When Christians think about God’s willingness to suffer on behalf of sinful humans, they often think about Christ hanging from the cross. And they should. But Hosea 11:1-9 helps us realize that the cross is not a new development in the life of God, it represents who God is fundamentally. The cross is a climactic moment, but one that is situated along an already existent trajectory.4 In Christ God does not become a suffering God, rather, God exercises God’s deep longing to be among God’s people, a longing that motivated the construction of the Tabernacle (Exodus 25:8-9). God’s willingness to suffer on behalf of creation, however, is supremely seen in Christ, who takes into himself not only sinful human rage but also divine wrath. Christ truly becomes a curse.
If you choose to preach on Hosea 11:1-9 this week, I urge you to consider using the opportunity to challenge common misconceptions about the “God of the Old Testament.” Help your congregation see that grace, compassion, divine suffering, and forgiveness are not New Testament categories, they are biblical categories. The God of the Bible is just such a God.

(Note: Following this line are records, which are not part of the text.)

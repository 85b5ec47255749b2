//! CSV-backed record store.
//!
//! The sole persistence primitive of the application: every entity is one
//! CSV file, loaded whole into memory and written back whole on every
//! mutation. Saves go through a temp file in the data directory followed by
//! an atomic rename, so a failed write never leaves a truncated table, and
//! a per-entity mutex is held across each read-modify-write cycle so two
//! writers cannot silently drop each other's rows.
//!
//! Two views are offered: a raw [`Table`] of header + string rows for the
//! migrator, and typed serde access for the ledgers. Typed saves preserve
//! columns the schema does not know about: extra columns found in the file
//! (written by a newer deployment) are carried through the rewrite, keyed
//! by [`Record::key`].

/// Startup seeding and additive schema migration
pub mod migrate;

use crate::config::StorageConfig;
use crate::entities::Record;
use crate::errors::{Error, Result};
use serde::Serialize;
use serde::de::DeserializeOwned;
use std::io::Write;
use std::sync::{Mutex, MutexGuard};

/// The closed set of persisted entities.
#[derive(Copy, Clone, Debug, PartialEq, Eq)]
pub enum Entity {
    /// Livestock inventory (the herd book proper)
    Livestock,
    /// Pasture register
    Pastures,
    /// Daily checklist log
    Checklist,
    /// Fixed-staff roster
    Staff,
    /// Market quote history
    Market,
    /// Day-labor payroll ledger
    DayLabor,
}

impl Entity {
    /// Every entity, in migration order.
    pub const ALL: [Self; 6] = [
        Self::Livestock,
        Self::Pastures,
        Self::Checklist,
        Self::Staff,
        Self::Market,
        Self::DayLabor,
    ];

    /// Stable key used in configuration and log output.
    #[must_use]
    pub const fn key(self) -> &'static str {
        match self {
            Self::Livestock => "livestock",
            Self::Pastures => "pastures",
            Self::Checklist => "checklist",
            Self::Staff => "staff",
            Self::Market => "market",
            Self::DayLabor => "day_labor",
        }
    }

    /// File name of the backing CSV table.
    #[must_use]
    pub const fn file_name(self) -> &'static str {
        match self {
            Self::Livestock => "livestock.csv",
            Self::Pastures => "pastures.csv",
            Self::Checklist => "checklist.csv",
            Self::Staff => "staff.csv",
            Self::Market => "market.csv",
            Self::DayLabor => "day_labor.csv",
        }
    }

    /// Current full column set, in persisted order.
    #[must_use]
    pub const fn headers(self) -> &'static [&'static str] {
        match self {
            Self::Livestock => &[
                "id",
                "tag",
                "category",
                "weight_kg",
                "purchase_cost",
                "entry_date",
                "pasture",
                "status",
                "exit_date",
                "exit_reason",
                "sale_value",
            ],
            Self::Pastures => &["name", "area_ha", "forage_type"],
            Self::Checklist => &["date", "responsible", "salt", "water", "fence", "notes"],
            Self::Staff => &["id", "name", "role", "function", "phone", "status"],
            Self::Market => &[
                "date",
                "cattle_price_per_unit",
                "calf_price_per_head",
                "feed_price",
            ],
            Self::DayLabor => &[
                "date",
                "worker_name",
                "service",
                "daily_rate",
                "days_worked",
                "total_paid",
                "notes",
            ],
        }
    }

    /// Resolves an entity from its stable key.
    pub fn from_key(key: &str) -> Result<Self> {
        Self::ALL
            .into_iter()
            .find(|e| e.key() == key)
            .ok_or_else(|| Error::UnknownEntity {
                name: key.to_string(),
            })
    }

    const fn index(self) -> usize {
        match self {
            Self::Livestock => 0,
            Self::Pastures => 1,
            Self::Checklist => 2,
            Self::Staff => 3,
            Self::Market => 4,
            Self::DayLabor => 5,
        }
    }
}

/// A raw, untyped view of one persisted table: the header row plus every
/// data row as strings. This is the shape the migrator works on, since it
/// must handle files whose column set predates the current schema.
#[derive(Clone, Debug, PartialEq, Eq)]
pub struct Table {
    /// Column names, in file order
    pub headers: Vec<String>,
    /// Data rows; each row has one cell per header
    pub rows: Vec<Vec<String>>,
}

impl Table {
    /// An empty table carrying the given header set.
    #[must_use]
    pub fn with_headers(headers: &[&str]) -> Self {
        Self {
            headers: headers.iter().map(|h| (*h).to_string()).collect(),
            rows: Vec::new(),
        }
    }

    /// Position of a column by name, if present.
    #[must_use]
    pub fn column_index(&self, name: &str) -> Option<usize> {
        self.headers.iter().position(|h| h == name)
    }

    /// Adds a column with a default value for every existing row, unless a
    /// column of that name already exists. Returns whether anything changed.
    pub fn ensure_column(&mut self, name: &str, default: &str) -> bool {
        if self.column_index(name).is_some() {
            return false;
        }
        self.headers.push(name.to_string());
        for row in &mut self.rows {
            row.push(default.to_string());
        }
        true
    }
}

/// Whole-file CSV persistence with per-entity write serialization.
pub struct RecordStore {
    config: StorageConfig,
    locks: [Mutex<()>; Entity::ALL.len()],
}

impl RecordStore {
    /// Creates a store over the given storage layout. No I/O happens here;
    /// files are created by [`migrate::seed`] before any handler runs.
    #[must_use]
    pub fn new(config: StorageConfig) -> Self {
        Self {
            config,
            locks: Default::default(),
        }
    }

    /// The storage layout this store was built with.
    #[must_use]
    pub const fn config(&self) -> &StorageConfig {
        &self.config
    }

    fn lock(&self, entity: Entity) -> MutexGuard<'_, ()> {
        // A poisoned lock only means another writer panicked mid-save; the
        // temp-file replace keeps the table itself consistent.
        self.locks[entity.index()]
            .lock()
            .unwrap_or_else(std::sync::PoisonError::into_inner)
    }

    /// Loads the raw table for an entity.
    pub fn load_table(&self, entity: Entity) -> Result<Table> {
        let path = self.config.path_for(entity);
        let mut reader = csv::ReaderBuilder::new().flexible(true).from_path(&path)?;
        let headers = reader.headers()?.iter().map(str::to_string).collect();
        let mut rows = Vec::new();
        for record in reader.records() {
            let record = record?;
            rows.push(record.iter().map(str::to_string).collect());
        }
        Ok(Table { headers, rows })
    }

    /// Overwrites the persisted table for an entity with the given raw
    /// table, atomically from the caller's perspective.
    pub fn save_table(&self, entity: Entity, table: &Table) -> Result<()> {
        let _guard = self.lock(entity);
        self.save_table_locked(entity, table)
    }

    fn save_table_locked(&self, entity: Entity, table: &Table) -> Result<()> {
        let mut writer = csv::Writer::from_writer(Vec::new());
        writer.write_record(&table.headers)?;
        for row in &table.rows {
            writer.write_record(row)?;
        }
        self.replace_file(entity, &into_bytes(writer)?)
    }

    /// Loads every row of an entity as a typed record. Columns are matched
    /// by header name, so extra columns and reordered files are tolerated.
    pub fn load<T: DeserializeOwned>(&self, entity: Entity) -> Result<Vec<T>> {
        let path = self.config.path_for(entity);
        let mut reader = csv::Reader::from_path(&path)?;
        let mut rows = Vec::new();
        for record in reader.deserialize() {
            rows.push(record?);
        }
        Ok(rows)
    }

    /// Overwrites an entity's table with the given typed rows. The header
    /// row is always written from [`Entity::headers`], so saving an empty
    /// slice still leaves a loadable header-only file. Extra columns found
    /// in the current file are kept, re-associated by [`Record::key`].
    pub fn save<T>(&self, entity: Entity, rows: &[T]) -> Result<()>
    where
        T: Serialize + DeserializeOwned + Record,
    {
        let _guard = self.lock(entity);
        // No readable file means nothing to carry over.
        let Ok(table) = self.load_table(entity) else {
            return self.save_locked(entity, rows);
        };
        let extra = extra_columns(entity, &table);
        if extra.is_empty() {
            return self.save_locked(entity, rows);
        }
        let existing: Vec<T> = typed_rows(&table)?;
        let carried = carried_extras(&existing, &table, &extra);
        self.save_with_extras_locked(entity, rows, &extra, carried)
    }

    /// Runs a read-modify-write cycle against an entity while holding its
    /// write lock for the whole cycle, closing the lost-update window that
    /// separate load/save calls would leave open. If the closure leaves the
    /// rows unchanged, the file is not rewritten.
    pub fn update<T, R, F>(&self, entity: Entity, mutate: F) -> Result<R>
    where
        T: Serialize + DeserializeOwned + Record + Clone + PartialEq,
        F: FnOnce(&mut Vec<T>) -> R,
    {
        let _guard = self.lock(entity);
        let table = self.load_table(entity)?;
        let mut rows: Vec<T> = typed_rows(&table)?;
        let extra = extra_columns(entity, &table);
        let carried = carried_extras(&rows, &table, &extra);

        let original = rows.clone();
        let outcome = mutate(&mut rows);
        if rows == original {
            return Ok(outcome);
        }
        if extra.is_empty() {
            self.save_locked(entity, &rows)?;
        } else {
            self.save_with_extras_locked(entity, &rows, &extra, carried)?;
        }
        Ok(outcome)
    }

    /// Writes typed rows together with carried extra columns: the header
    /// row is the schema followed by the extra column names, and each row's
    /// extra cells are taken from the carried entry matching its key (blank
    /// for rows the file had never seen). Duplicate keys are consumed in
    /// table order.
    fn save_with_extras_locked<T>(
        &self,
        entity: Entity,
        rows: &[T],
        extra: &[(usize, String)],
        mut carried: Vec<(String, Vec<String>)>,
    ) -> Result<()>
    where
        T: Serialize + Record,
    {
        let mut merged = Table::with_headers(entity.headers());
        merged.headers.extend(extra.iter().map(|(_, h)| h.clone()));
        for (mut cells, row) in schema_cells(rows)?.into_iter().zip(rows) {
            let extras = match carried.iter().position(|(key, _)| *key == row.key()) {
                Some(idx) => carried.remove(idx).1,
                None => vec![String::new(); extra.len()],
            };
            cells.extend(extras);
            merged.rows.push(cells);
        }
        self.save_table_locked(entity, &merged)
    }

    fn save_locked<T: Serialize>(&self, entity: Entity, rows: &[T]) -> Result<()> {
        // The header row is written explicitly so that an empty table
        // still carries its schema; rows then serialize positionally.
        let mut writer = csv::WriterBuilder::new()
            .has_headers(false)
            .from_writer(Vec::new());
        writer.write_record(entity.headers())?;
        for row in rows {
            writer.serialize(row)?;
        }
        self.replace_file(entity, &into_bytes(writer)?)
    }

    /// Writes the new file contents next to the target and renames it over
    /// the original, so a crash mid-save never leaves a truncated table.
    fn replace_file(&self, entity: Entity, contents: &[u8]) -> Result<()> {
        let path = self.config.path_for(entity);
        let dir = path.parent().map_or_else(|| ".".into(), ToOwned::to_owned);
        let mut tmp = tempfile::NamedTempFile::new_in(dir)?;
        tmp.write_all(contents)?;
        tmp.flush()?;
        tmp.persist(&path).map_err(|e| Error::Io(e.error))?;
        Ok(())
    }
}

fn into_bytes(writer: csv::Writer<Vec<u8>>) -> Result<Vec<u8>> {
    writer.into_inner().map_err(|e| Error::Io(e.into_error()))
}

/// Deserializes a raw table into typed rows, matching columns by header
/// name the same way [`RecordStore::load`] does.
fn typed_rows<T: DeserializeOwned>(table: &Table) -> Result<Vec<T>> {
    let headers = csv::StringRecord::from(table.headers.clone());
    let mut rows = Vec::with_capacity(table.rows.len());
    for cells in &table.rows {
        let record = csv::StringRecord::from(cells.clone());
        rows.push(record.deserialize(Some(&headers))?);
    }
    Ok(rows)
}

/// File columns the entity schema does not know about, with their position
/// in the file's header row.
fn extra_columns(entity: Entity, table: &Table) -> Vec<(usize, String)> {
    table
        .headers
        .iter()
        .enumerate()
        .filter(|(_, header)| !entity.headers().iter().any(|s| *s == header.as_str()))
        .map(|(i, header)| (i, header.clone()))
        .collect()
}

/// Pairs each row's key with its extra-column cells. `rows` and the table's
/// raw rows are the same rows in the same order.
fn carried_extras<T: Record>(
    rows: &[T],
    table: &Table,
    extra: &[(usize, String)],
) -> Vec<(String, Vec<String>)> {
    rows.iter()
        .zip(&table.rows)
        .map(|(row, cells)| {
            let extras = extra
                .iter()
                .map(|(i, _)| cells.get(*i).cloned().unwrap_or_default())
                .collect();
            (row.key(), extras)
        })
        .collect()
}

/// Serializes typed rows and reads them back as raw string cells, giving
/// the schema-column half of a merged row.
fn schema_cells<T: Serialize>(rows: &[T]) -> Result<Vec<Vec<String>>> {
    let mut writer = csv::WriterBuilder::new()
        .has_headers(false)
        .from_writer(Vec::new());
    for row in rows {
        writer.serialize(row)?;
    }
    let bytes = into_bytes(writer)?;
    let mut reader = csv::ReaderBuilder::new()
        .has_headers(false)
        .from_reader(bytes.as_slice());
    let mut cells = Vec::with_capacity(rows.len());
    for record in reader.records() {
        cells.push(record?.iter().map(str::to_string).collect());
    }
    Ok(cells)
}
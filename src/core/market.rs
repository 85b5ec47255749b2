//! Market reference - append-only commodity price history.
//!
//! Insertion order is the authority for "current price": the last row
//! appended wins, even when an operator appends a quote carrying an older
//! calendar date than the one before it.

use crate::entities::MarketQuote;
use crate::errors::{Error, Result};
use crate::store::{Entity, RecordStore};
use chrono::{Local, NaiveDate};
use tracing::info;

/// Appends one price quote. `date` defaults to today when not given.
///
/// Negative prices are rejected with [`Error::Validation`].
pub fn append_quote(
    store: &RecordStore,
    actor: &str,
    cattle_price_per_unit: f64,
    calf_price_per_head: f64,
    feed_price: f64,
    date: Option<NaiveDate>,
) -> Result<MarketQuote> {
    for (label, value) in [
        ("cattle_price_per_unit", cattle_price_per_unit),
        ("calf_price_per_head", calf_price_per_head),
        ("feed_price", feed_price),
    ] {
        if value < 0.0 {
            return Err(Error::Validation {
                message: format!("{label} must be non-negative, got {value}"),
            });
        }
    }

    let quote = MarketQuote {
        date: date.unwrap_or_else(|| Local::now().date_naive()),
        cattle_price_per_unit,
        calf_price_per_head,
        feed_price,
    };

    store.update(Entity::Market, |quotes: &mut Vec<MarketQuote>| {
        quotes.push(quote.clone());
    })?;

    info!(actor, date = %quote.date, cattle_price_per_unit, "quote appended");
    Ok(quote)
}

/// The current quote: the last row by insertion order, not max-by-date.
///
/// Seeding guarantees one row exists on a fresh data directory, so
/// [`Error::EmptyHistory`] should be unreachable in practice; it is still
/// a defined error rather than an index fault.
pub fn latest(store: &RecordStore) -> Result<MarketQuote> {
    let quotes: Vec<MarketQuote> = store.load(Entity::Market)?;
    quotes.into_iter().last().ok_or_else(|| Error::EmptyHistory {
        entity: Entity::Market.key().to_string(),
    })
}

/// Full quote history, oldest first.
pub fn history(store: &RecordStore) -> Result<Vec<MarketQuote>> {
    store.load(Entity::Market)
}

#[cfg(test)]
mod tests {
    #![allow(clippy::unwrap_used)]
    #![allow(clippy::float_cmp)]
    use super::*;
    use crate::test_utils::seeded_store;

    #[test]
    fn test_seeded_store_already_has_a_current_quote() {
        let (_dir, _config, store) = seeded_store();
        let quote = latest(&store).unwrap();
        assert_eq!(quote.cattle_price_per_unit, 320.0);
        assert_eq!(quote.calf_price_per_head, 3000.0);
    }

    #[test]
    fn test_latest_is_insertion_order_not_date_order() {
        let (_dir, _config, store) = seeded_store();
        let later_date = NaiveDate::from_ymd_opt(2024, 1, 5).unwrap();
        let earlier_date = NaiveDate::from_ymd_opt(2024, 1, 1).unwrap();

        append_quote(&store, "test-operator", 330.0, 3100.0, 61.0, Some(later_date)).unwrap();
        append_quote(
            &store,
            "test-operator",
            340.0,
            3200.0,
            62.0,
            Some(earlier_date),
        )
        .unwrap();

        // The out-of-order date still wins: it was appended last.
        let current = latest(&store).unwrap();
        assert_eq!(current.date, earlier_date);
        assert_eq!(current.cattle_price_per_unit, 340.0);
    }

    #[test]
    fn test_append_quote_rejects_negative_prices() {
        let (_dir, _config, store) = seeded_store();
        let before = history(&store).unwrap().len();

        let result = append_quote(&store, "test-operator", -1.0, 3000.0, 60.0, None);
        assert!(matches!(result, Err(Error::Validation { .. })));
        assert_eq!(history(&store).unwrap().len(), before);
    }

    #[test]
    fn test_empty_history_is_a_defined_error() {
        let (_dir, _config, store) = seeded_store();
        store.save::<MarketQuote>(Entity::Market, &[]).unwrap();

        let result = latest(&store);
        assert!(matches!(result, Err(Error::EmptyHistory { .. })));
    }
}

1 This line is from Isaac Watts’ famous hymn, “When I Survey the Wondrous Cross.”
2 See Walter Brueggemann, “The Recovering God of Hosea,” Horizons in Biblical Theology 30 (2008): 16-18.
3 Ibid., 17.
4 See also Terence E. Fretheim, The Suffering of God: An Old Testament Perspective (Overtures to Biblical Theology; Minneapolis: Fortress, 1984), 4.
PRAYER OF THE DAYFaithful God, you have continued to love your people despite our faithlessness to you. Receive our thanks for never giving up on us. Amen.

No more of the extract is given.